[Stored data]
--- START ---

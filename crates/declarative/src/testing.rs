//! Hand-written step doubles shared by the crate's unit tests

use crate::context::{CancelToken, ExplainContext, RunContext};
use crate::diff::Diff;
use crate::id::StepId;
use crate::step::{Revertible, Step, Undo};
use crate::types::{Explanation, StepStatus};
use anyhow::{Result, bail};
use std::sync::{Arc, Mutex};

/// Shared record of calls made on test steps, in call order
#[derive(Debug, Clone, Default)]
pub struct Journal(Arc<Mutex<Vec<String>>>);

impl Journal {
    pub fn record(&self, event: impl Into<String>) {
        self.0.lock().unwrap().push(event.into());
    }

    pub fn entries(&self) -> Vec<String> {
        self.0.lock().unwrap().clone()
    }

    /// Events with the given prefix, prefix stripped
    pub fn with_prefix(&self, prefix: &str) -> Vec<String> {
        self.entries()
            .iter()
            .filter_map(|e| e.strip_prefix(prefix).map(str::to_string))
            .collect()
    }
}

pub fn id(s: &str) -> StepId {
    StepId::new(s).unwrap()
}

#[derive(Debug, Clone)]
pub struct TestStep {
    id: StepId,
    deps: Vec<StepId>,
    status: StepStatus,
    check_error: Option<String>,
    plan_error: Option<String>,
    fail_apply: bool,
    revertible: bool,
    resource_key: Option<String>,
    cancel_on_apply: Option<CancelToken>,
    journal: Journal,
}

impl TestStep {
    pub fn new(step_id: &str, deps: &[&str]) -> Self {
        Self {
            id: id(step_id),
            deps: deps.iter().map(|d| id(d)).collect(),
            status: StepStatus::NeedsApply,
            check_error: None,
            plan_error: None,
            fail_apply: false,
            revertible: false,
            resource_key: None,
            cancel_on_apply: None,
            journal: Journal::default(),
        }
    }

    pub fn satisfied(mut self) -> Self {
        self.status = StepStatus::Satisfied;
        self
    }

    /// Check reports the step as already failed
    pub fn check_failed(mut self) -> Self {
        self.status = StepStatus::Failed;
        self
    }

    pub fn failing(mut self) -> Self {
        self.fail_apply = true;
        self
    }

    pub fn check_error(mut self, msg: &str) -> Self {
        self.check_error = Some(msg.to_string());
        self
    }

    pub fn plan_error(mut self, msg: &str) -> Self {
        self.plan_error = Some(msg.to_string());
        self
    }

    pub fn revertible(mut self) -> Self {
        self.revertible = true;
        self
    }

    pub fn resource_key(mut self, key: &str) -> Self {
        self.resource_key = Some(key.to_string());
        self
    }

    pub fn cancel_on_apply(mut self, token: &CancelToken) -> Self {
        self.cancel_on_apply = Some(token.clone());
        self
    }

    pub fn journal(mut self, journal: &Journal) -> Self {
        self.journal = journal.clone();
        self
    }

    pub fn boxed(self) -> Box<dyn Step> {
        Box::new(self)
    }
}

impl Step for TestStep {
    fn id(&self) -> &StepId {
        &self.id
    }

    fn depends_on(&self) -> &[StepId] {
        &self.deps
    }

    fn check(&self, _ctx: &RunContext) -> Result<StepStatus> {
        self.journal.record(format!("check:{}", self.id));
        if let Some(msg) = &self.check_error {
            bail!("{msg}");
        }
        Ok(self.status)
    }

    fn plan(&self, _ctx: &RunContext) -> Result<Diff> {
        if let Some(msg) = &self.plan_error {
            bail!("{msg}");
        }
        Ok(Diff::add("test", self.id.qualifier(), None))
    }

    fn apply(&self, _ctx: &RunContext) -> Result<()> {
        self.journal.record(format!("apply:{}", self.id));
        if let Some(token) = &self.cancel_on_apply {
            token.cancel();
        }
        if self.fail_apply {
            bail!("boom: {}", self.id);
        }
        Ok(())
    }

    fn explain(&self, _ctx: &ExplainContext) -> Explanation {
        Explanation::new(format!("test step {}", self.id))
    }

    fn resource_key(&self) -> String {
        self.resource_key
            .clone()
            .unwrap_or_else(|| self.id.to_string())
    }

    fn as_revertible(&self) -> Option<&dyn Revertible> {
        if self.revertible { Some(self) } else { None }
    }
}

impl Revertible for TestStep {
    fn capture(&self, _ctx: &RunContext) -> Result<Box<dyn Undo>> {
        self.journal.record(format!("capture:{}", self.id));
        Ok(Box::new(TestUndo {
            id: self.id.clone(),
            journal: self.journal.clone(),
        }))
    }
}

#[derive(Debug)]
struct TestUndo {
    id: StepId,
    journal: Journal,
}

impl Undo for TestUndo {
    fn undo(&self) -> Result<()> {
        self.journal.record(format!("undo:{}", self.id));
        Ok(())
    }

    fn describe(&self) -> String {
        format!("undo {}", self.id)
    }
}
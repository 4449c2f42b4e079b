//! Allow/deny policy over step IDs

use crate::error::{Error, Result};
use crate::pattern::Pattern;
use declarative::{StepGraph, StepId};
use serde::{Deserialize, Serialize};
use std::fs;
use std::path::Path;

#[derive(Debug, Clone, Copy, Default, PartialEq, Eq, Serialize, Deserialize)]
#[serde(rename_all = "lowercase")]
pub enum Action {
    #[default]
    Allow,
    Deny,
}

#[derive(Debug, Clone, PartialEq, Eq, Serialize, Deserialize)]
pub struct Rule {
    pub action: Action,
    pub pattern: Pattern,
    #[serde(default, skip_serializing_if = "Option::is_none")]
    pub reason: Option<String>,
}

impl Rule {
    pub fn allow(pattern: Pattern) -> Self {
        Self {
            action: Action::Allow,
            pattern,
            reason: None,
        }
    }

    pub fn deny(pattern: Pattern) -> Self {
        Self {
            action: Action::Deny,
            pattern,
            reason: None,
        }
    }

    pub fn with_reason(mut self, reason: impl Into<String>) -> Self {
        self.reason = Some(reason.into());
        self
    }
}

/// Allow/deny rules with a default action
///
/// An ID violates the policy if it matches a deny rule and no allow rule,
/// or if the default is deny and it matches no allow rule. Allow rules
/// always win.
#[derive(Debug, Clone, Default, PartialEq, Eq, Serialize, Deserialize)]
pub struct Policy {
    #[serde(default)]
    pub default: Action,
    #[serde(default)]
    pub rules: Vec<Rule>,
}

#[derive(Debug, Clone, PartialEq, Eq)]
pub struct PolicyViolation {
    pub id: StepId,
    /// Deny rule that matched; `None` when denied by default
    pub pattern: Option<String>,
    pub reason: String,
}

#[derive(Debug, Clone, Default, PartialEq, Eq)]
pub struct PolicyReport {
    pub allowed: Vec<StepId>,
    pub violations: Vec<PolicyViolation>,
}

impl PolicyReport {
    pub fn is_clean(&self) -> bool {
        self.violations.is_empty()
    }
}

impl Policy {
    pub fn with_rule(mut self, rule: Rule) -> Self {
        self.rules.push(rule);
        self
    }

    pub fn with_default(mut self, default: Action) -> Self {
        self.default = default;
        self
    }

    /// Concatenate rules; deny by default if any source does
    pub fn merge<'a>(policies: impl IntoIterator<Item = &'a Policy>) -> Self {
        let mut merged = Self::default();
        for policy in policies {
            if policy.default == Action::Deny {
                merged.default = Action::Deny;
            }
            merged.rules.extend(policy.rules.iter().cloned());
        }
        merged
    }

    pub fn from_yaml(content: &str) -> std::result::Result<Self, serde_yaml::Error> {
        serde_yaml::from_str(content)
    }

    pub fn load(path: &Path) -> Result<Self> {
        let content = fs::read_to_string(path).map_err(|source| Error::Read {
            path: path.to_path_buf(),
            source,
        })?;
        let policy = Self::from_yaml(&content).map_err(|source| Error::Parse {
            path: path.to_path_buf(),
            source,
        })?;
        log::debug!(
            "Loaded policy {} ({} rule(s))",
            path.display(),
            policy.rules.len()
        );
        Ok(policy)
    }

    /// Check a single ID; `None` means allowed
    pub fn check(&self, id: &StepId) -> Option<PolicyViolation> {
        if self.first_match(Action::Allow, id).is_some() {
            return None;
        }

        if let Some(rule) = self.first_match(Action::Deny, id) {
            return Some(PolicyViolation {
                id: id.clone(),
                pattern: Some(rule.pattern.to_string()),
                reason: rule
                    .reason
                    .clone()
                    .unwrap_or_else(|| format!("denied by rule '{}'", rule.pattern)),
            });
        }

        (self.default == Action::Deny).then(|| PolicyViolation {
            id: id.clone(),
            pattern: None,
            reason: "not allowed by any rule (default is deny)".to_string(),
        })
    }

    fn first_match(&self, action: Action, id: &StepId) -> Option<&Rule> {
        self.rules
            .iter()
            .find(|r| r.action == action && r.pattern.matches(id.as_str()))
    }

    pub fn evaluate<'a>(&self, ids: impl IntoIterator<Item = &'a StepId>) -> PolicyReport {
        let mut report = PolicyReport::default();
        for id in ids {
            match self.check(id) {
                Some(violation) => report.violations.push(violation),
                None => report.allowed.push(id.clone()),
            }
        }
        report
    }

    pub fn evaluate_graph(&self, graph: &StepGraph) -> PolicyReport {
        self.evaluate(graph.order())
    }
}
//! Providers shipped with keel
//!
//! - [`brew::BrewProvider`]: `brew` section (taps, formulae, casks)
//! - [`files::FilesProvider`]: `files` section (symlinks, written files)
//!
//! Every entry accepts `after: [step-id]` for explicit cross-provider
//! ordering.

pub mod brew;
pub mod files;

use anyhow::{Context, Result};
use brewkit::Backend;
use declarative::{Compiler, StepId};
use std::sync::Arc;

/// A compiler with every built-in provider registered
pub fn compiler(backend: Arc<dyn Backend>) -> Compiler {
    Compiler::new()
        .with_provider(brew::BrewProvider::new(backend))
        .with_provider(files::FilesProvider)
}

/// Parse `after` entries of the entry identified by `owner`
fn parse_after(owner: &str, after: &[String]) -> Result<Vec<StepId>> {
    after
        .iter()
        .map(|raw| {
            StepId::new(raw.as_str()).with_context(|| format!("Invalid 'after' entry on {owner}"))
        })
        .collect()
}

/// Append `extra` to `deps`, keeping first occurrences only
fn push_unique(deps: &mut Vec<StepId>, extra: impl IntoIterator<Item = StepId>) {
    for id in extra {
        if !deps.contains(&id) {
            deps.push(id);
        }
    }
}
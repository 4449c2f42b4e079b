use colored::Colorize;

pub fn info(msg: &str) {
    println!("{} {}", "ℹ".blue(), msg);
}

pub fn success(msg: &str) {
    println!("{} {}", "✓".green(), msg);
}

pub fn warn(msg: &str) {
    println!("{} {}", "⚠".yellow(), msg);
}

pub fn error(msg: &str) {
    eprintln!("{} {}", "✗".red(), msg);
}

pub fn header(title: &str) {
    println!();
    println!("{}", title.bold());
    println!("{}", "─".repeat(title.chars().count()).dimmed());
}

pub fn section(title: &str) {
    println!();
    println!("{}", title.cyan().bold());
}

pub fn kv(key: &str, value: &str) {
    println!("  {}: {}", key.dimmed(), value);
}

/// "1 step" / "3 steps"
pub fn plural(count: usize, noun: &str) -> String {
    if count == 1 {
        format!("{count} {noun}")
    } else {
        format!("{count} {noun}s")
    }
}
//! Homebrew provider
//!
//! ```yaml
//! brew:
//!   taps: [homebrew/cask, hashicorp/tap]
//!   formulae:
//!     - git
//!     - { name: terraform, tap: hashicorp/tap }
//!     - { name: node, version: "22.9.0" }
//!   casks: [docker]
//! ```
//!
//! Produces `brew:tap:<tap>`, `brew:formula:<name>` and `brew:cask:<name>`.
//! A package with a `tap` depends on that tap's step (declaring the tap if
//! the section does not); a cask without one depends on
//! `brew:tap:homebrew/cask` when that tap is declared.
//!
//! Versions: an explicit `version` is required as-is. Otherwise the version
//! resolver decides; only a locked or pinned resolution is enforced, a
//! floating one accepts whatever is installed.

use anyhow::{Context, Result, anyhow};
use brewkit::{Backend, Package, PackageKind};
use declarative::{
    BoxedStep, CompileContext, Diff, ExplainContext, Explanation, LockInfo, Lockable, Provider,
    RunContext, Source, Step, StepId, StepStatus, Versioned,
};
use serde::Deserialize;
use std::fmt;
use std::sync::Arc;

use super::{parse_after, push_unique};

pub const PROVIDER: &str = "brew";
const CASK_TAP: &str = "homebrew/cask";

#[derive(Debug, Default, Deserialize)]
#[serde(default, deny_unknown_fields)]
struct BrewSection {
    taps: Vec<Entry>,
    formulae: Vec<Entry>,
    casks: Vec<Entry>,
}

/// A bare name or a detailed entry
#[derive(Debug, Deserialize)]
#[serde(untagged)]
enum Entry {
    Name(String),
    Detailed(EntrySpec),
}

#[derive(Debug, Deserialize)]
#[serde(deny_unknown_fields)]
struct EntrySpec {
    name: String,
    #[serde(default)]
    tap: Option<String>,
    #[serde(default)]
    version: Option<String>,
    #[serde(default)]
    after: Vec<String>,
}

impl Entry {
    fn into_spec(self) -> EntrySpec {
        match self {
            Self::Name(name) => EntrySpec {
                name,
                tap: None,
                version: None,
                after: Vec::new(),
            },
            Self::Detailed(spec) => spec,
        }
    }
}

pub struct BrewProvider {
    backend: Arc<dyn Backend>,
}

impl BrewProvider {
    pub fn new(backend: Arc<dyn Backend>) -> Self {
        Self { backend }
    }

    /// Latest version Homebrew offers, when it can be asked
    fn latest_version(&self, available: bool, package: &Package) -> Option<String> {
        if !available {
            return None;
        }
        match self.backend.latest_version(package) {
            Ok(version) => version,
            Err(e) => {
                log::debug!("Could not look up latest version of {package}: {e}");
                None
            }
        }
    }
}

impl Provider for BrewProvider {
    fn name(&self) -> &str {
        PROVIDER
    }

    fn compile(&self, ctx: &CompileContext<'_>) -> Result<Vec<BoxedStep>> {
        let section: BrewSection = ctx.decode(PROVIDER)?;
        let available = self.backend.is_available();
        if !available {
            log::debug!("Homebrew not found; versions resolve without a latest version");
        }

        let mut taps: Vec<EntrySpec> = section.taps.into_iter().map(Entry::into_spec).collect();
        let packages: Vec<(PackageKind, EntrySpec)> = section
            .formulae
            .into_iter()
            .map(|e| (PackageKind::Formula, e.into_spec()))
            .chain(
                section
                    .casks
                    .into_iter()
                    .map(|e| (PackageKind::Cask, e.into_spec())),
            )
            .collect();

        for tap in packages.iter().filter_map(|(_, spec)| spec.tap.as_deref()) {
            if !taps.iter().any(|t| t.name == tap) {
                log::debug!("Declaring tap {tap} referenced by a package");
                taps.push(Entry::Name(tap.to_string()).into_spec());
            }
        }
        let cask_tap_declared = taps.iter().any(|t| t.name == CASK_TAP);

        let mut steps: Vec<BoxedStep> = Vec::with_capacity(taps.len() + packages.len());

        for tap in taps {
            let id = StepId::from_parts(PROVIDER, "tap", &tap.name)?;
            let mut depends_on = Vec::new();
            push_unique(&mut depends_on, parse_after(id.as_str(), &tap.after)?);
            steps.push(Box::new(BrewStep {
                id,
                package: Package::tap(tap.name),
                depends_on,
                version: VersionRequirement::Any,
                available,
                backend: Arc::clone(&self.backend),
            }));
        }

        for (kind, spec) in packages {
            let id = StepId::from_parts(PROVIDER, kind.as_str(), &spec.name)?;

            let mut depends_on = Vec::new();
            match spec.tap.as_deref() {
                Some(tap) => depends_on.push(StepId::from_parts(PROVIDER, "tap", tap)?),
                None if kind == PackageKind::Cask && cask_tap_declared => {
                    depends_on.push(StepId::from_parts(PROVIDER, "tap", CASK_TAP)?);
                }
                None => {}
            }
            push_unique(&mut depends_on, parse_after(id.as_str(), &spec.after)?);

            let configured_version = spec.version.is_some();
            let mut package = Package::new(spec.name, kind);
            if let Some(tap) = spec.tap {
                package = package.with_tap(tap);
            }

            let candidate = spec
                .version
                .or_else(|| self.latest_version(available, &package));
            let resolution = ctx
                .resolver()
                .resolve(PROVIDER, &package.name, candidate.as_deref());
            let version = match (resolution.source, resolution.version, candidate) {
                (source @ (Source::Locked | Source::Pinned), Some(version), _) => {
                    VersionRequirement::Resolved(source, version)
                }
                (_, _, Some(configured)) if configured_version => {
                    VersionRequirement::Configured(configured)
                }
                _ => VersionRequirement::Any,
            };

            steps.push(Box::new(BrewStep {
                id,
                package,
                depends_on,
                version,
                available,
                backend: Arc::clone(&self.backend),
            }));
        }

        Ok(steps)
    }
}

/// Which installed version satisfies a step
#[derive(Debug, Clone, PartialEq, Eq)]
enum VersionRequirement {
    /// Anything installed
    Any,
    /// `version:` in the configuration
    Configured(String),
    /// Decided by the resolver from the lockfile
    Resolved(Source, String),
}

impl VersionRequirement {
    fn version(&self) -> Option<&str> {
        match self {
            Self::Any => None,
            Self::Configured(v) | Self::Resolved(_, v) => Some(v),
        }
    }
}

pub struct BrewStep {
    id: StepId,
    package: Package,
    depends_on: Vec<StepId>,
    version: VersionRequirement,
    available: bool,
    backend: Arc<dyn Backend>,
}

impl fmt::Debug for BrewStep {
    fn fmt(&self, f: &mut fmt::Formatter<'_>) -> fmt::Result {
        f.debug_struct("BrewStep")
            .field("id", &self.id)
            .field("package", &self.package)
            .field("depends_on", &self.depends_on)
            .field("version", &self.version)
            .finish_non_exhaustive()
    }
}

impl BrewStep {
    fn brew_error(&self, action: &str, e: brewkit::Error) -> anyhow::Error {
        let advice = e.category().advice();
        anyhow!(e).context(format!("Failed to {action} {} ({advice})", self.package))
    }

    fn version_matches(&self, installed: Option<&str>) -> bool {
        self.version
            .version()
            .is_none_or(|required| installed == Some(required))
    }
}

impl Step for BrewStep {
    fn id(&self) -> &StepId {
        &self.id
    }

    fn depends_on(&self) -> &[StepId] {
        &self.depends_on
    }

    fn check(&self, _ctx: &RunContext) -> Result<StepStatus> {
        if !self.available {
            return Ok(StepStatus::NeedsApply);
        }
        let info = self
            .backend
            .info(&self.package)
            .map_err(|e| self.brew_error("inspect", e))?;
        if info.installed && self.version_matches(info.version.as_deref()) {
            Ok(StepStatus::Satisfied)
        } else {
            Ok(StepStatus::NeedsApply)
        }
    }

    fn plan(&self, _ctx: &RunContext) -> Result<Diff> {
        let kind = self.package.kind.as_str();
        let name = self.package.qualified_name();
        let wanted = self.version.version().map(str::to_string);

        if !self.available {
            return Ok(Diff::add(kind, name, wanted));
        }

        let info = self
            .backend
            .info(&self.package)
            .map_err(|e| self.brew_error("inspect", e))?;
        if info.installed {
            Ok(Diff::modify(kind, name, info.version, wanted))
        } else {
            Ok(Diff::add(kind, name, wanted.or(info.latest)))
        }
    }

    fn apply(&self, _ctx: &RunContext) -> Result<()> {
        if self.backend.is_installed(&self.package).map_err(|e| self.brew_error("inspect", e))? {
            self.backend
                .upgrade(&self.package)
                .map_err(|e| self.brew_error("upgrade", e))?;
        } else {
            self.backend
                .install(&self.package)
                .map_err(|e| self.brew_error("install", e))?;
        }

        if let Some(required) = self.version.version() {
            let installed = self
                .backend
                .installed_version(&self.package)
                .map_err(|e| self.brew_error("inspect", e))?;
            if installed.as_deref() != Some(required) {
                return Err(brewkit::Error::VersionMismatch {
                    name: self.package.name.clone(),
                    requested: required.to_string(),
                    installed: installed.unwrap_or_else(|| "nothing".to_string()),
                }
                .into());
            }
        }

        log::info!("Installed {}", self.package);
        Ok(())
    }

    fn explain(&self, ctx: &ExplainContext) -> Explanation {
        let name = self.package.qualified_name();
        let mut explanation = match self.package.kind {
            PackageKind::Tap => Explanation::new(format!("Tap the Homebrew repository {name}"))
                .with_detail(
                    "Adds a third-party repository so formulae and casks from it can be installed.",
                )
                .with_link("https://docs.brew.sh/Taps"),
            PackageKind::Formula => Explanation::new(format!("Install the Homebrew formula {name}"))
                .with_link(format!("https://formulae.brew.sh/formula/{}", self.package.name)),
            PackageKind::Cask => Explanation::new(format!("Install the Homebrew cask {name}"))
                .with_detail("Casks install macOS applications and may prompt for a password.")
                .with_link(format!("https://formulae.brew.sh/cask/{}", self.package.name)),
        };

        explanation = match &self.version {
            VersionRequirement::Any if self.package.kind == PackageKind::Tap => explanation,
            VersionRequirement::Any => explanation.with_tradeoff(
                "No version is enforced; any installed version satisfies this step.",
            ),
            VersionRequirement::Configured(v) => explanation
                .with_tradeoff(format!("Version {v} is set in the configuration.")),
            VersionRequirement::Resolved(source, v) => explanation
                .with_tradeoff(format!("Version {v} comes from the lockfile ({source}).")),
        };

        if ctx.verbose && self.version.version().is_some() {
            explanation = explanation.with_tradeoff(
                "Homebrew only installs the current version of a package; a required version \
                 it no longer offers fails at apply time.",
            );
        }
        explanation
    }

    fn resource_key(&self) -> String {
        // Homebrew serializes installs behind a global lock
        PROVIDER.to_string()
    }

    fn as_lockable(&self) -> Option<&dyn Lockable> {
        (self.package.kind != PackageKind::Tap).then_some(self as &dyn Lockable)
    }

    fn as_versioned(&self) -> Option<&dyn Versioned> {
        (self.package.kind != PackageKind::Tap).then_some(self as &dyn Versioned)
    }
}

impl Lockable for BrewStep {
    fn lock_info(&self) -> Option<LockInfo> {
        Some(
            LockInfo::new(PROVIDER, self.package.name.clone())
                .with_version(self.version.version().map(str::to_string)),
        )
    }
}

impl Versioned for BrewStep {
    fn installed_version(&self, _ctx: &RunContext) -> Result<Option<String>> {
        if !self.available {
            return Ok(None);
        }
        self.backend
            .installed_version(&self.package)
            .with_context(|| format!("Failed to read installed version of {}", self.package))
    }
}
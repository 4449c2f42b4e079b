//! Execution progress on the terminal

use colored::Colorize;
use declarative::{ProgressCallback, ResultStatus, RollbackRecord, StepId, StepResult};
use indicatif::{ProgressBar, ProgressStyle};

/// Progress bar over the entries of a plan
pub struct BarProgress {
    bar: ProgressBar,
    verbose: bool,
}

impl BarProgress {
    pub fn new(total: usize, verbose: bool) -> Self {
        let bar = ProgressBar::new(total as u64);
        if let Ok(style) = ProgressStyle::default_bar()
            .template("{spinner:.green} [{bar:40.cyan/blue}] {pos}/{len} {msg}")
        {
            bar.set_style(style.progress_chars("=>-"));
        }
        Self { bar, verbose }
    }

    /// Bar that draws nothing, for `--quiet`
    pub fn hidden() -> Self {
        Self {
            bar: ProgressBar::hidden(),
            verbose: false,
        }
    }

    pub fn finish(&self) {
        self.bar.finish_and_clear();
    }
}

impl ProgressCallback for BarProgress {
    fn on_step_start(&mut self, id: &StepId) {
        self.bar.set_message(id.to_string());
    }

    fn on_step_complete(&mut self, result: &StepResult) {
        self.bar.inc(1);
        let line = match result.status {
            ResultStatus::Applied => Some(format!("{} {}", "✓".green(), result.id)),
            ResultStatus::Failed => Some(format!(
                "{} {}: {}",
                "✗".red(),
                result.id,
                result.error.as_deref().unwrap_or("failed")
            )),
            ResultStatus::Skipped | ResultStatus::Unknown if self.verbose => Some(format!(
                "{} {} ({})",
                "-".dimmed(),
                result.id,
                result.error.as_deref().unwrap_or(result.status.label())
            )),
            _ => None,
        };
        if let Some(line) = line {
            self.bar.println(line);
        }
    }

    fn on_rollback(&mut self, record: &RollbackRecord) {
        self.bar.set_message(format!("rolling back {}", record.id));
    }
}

--- END ---

**WHAT IS NEEDED**
Retype exactly, and only, the lines above from the one where "first occurrences only" occurs up to and including the one where "pub fn kv(key: &str, value: &str)" occurs.

**ANSWER FOR THIS EXERCISE**
/// Append `extra` to `deps`, keeping first occurrences only
fn push_unique(deps: &mut Vec<StepId>, extra: impl IntoIterator<Item = StepId>) {
    for id in extra {
        if !deps.contains(&id) {
            deps.push(id);
        }
    }
}
repository 4449c2f42b4e079b
use colored::Colorize;

pub fn info(msg: &str) {
    println!("{} {}", "ℹ".blue(), msg);
}

pub fn success(msg: &str) {
    println!("{} {}", "✓".green(), msg);
}

pub fn warn(msg: &str) {
    println!("{} {}", "⚠".yellow(), msg);
}

pub fn error(msg: &str) {
    eprintln!("{} {}", "✗".red(), msg);
}

pub fn header(title: &str) {
    println!();
    println!("{}", title.bold());
    println!("{}", "─".repeat(title.chars().count()).dimmed());
}

pub fn section(title: &str) {
    println!();
    println!("{}", title.cyan().bold());
}

pub fn kv(key: &str, value: &str) {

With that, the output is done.